I think S2 handles this trivially, but if something
else handled it better, then what would it matter?


Now I see that S3 handles it trivially, but how would a beginner to S2/OGNL
know without implementing it for himself? Whether or not somethign else
handles it better is irrelevant. The question was whether S2 is flexible
enough for the tasks that I need done.


Regarding OGNL documentation, bear in mind that OGNL
is a *completely* separate project. The basics are
mostly covered on the Wiki, if you need more
information than that then the OGNL reference
documentation would be the reasonable place to look.


I'm aware, the wiki makes it pretty clear. On the other hand, the overlap
between Struts and OGNL (i.e. what variables are available in the stack for
OGNL expressions etc) is NOT documented well, and that documentation belongs
squarely in the Struts wikis.
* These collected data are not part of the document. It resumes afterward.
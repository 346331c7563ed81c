//! Animation state machine with a bounded rollback stack.
//!
//! Durable machine states replace the base context at the bottom of the
//! stack. Transient feedback animations are pushed on top with a deadline
//! and pop back automatically, restoring whatever was active beneath them.
//! Expiry is evaluated lazily whenever the state is read, so no timer
//! callbacks race with incoming events.

use std::time::{Duration, Instant};

use tracing::{debug, info, warn};

use ledstripd_driver::SpreadSpectrum;

use crate::color::{self, Rgb};
use crate::event::{Event, SpreadSpectrumCmd};

/// Frame rate used when none is configured or a caller sets an empty one.
pub const DEFAULT_FPS: f64 = 28.0;

/// Base context plus at most three stacked transients.
const MAX_STACK: usize = 4;

/// Progress bars for laser jobs and slicing differ only in palette and pace.
#[derive(Debug, Clone, Copy, PartialEq, Eq)]
pub enum ProgressStyle {
    Job,
    Slicing,
}

impl ProgressStyle {
    /// (done, drip) colors.
    pub fn colors(self) -> (Rgb, Rgb) {
        match self {
            ProgressStyle::Job => (color::WHITE, color::BLUE),
            ProgressStyle::Slicing => (color::BLUE, color::WHITE),
        }
    }

    /// Ticks per chase step.
    pub fn speed(self) -> f64 {
        match self {
            ProgressStyle::Job => 2.0,
            ProgressStyle::Slicing => 3.0,
        }
    }
}
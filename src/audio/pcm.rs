//! Sample format conversions and the base64 PCM payload codec.
//!
//! Outbound audio is normalized `f32` → little-endian `i16` → base64; inbound
//! audio takes the reverse path. Both directions are mono.

use crate::defaults::PCM16_SCALE;
use crate::error::{LiveError, Result};
use base64::Engine;
use base64::engine::general_purpose::STANDARD as BASE64;

/// Convert one normalized sample to 16-bit PCM.
///
/// Input is clamped to [-1.0, 1.0] first and the product saturates, so
/// `1.0 * 32768` lands on `i16::MAX` instead of wrapping to `i16::MIN`.
pub fn f32_to_i16(sample: f32) -> i16 {
    let clamped = if sample.is_nan() {
        0.0
    } else {
        sample.clamp(-1.0, 1.0)
    };
    (clamped * PCM16_SCALE) as i16
}

/// Convert one 16-bit PCM sample to a normalized float.
pub fn i16_to_f32(sample: i16) -> f32 {
    sample as f32 / PCM16_SCALE
}

/// Encode normalized samples as base64 little-endian 16-bit PCM.
pub fn encode_pcm16_base64(samples: &[f32]) -> String {
    let mut bytes = Vec::with_capacity(samples.len() * 2);
    for &sample in samples {
        bytes.extend_from_slice(&f32_to_i16(sample).to_le_bytes());
    }
    BASE64.encode(bytes)
}

/// Decode a base64 little-endian 16-bit PCM payload into normalized samples.
///
/// # Errors
/// Returns `LiveError::AudioDecode` for invalid base64 or an odd byte count.
pub fn decode_pcm16_base64(data: &str) -> Result<Vec<f32>> {
    let bytes = BASE64.decode(data).map_err(|e| LiveError::AudioDecode {
        message: format!("invalid base64 payload: {}", e),
    })?;

    if bytes.len() % 2 != 0 {
        return Err(LiveError::AudioDecode {
            message: format!("PCM payload has odd length {}", bytes.len()),
        });
    }

    Ok(bytes
        .chunks_exact(2)
        .map(|pair| i16_to_f32(i16::from_le_bytes([pair[0], pair[1]])))
        .collect())
}

/// Mix interleaved multi-channel audio down to mono by averaging channels.
pub fn downmix_to_mono(samples: &[f32], channels: usize) -> Vec<f32> {
    if channels <= 1 {
        return samples.to_vec();
    }
    samples
        .chunks_exact(channels)
        .map(|frame| frame.iter().sum::<f32>() / channels as f32)
        .collect()
}

/// Resample mono audio with linear interpolation.
pub fn resample(samples: &[f32], from_rate: u32, to_rate: u32) -> Vec<f32> {
    if from_rate == to_rate || samples.is_empty() {
        return samples.to_vec();
    }

    let ratio = from_rate as f64 / to_rate as f64;
    let output_len = (samples.len() as f64 / ratio).ceil() as usize;

    (0..output_len)
        .map(|i| {
            let source_pos = i as f64 * ratio;
            let source_idx = (source_pos.floor() as usize).min(samples.len() - 1);
            let fraction = (source_pos - source_idx as f64) as f32;

            if source_idx + 1 >= samples.len() {
                samples[source_idx]
            } else {
                let left = samples[source_idx];
                let right = samples[source_idx + 1];
                left + (right - left) * fraction
            }
        })
        .collect()
}
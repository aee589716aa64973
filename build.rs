//! Build script: embed the git short hash for `version_string`.

use std::process::Command;

fn main() {
    if let Ok(output) = Command::new("git")
        .args(["rev-parse", "--short=7", "HEAD"])
        .output()
        && output.status.success()
    {
        let hash = String::from_utf8_lossy(&output.stdout).trim().to_string();
        println!("cargo:rustc-env=GIT_HASH={}", hash);
    }
    println!("cargo:rerun-if-changed=.git/HEAD");
    println!("cargo:rerun-if-changed=.git/refs/heads/");
}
For example, the Struts wiki does not explain
what the 'request' stack value is (I thought it was the session request
object, but it is not), and some important stack values are not listed.
(such as 'parameters'). Last but not least, it is not obvious that the OGNL
expressions need to be enclosed in ${} when used in the struts config file.
(Is this even true? I don't know since it's not documented! It certainly
isn't documented so in the OGNL documentation).

This is why I asked about wiki authorship permissions.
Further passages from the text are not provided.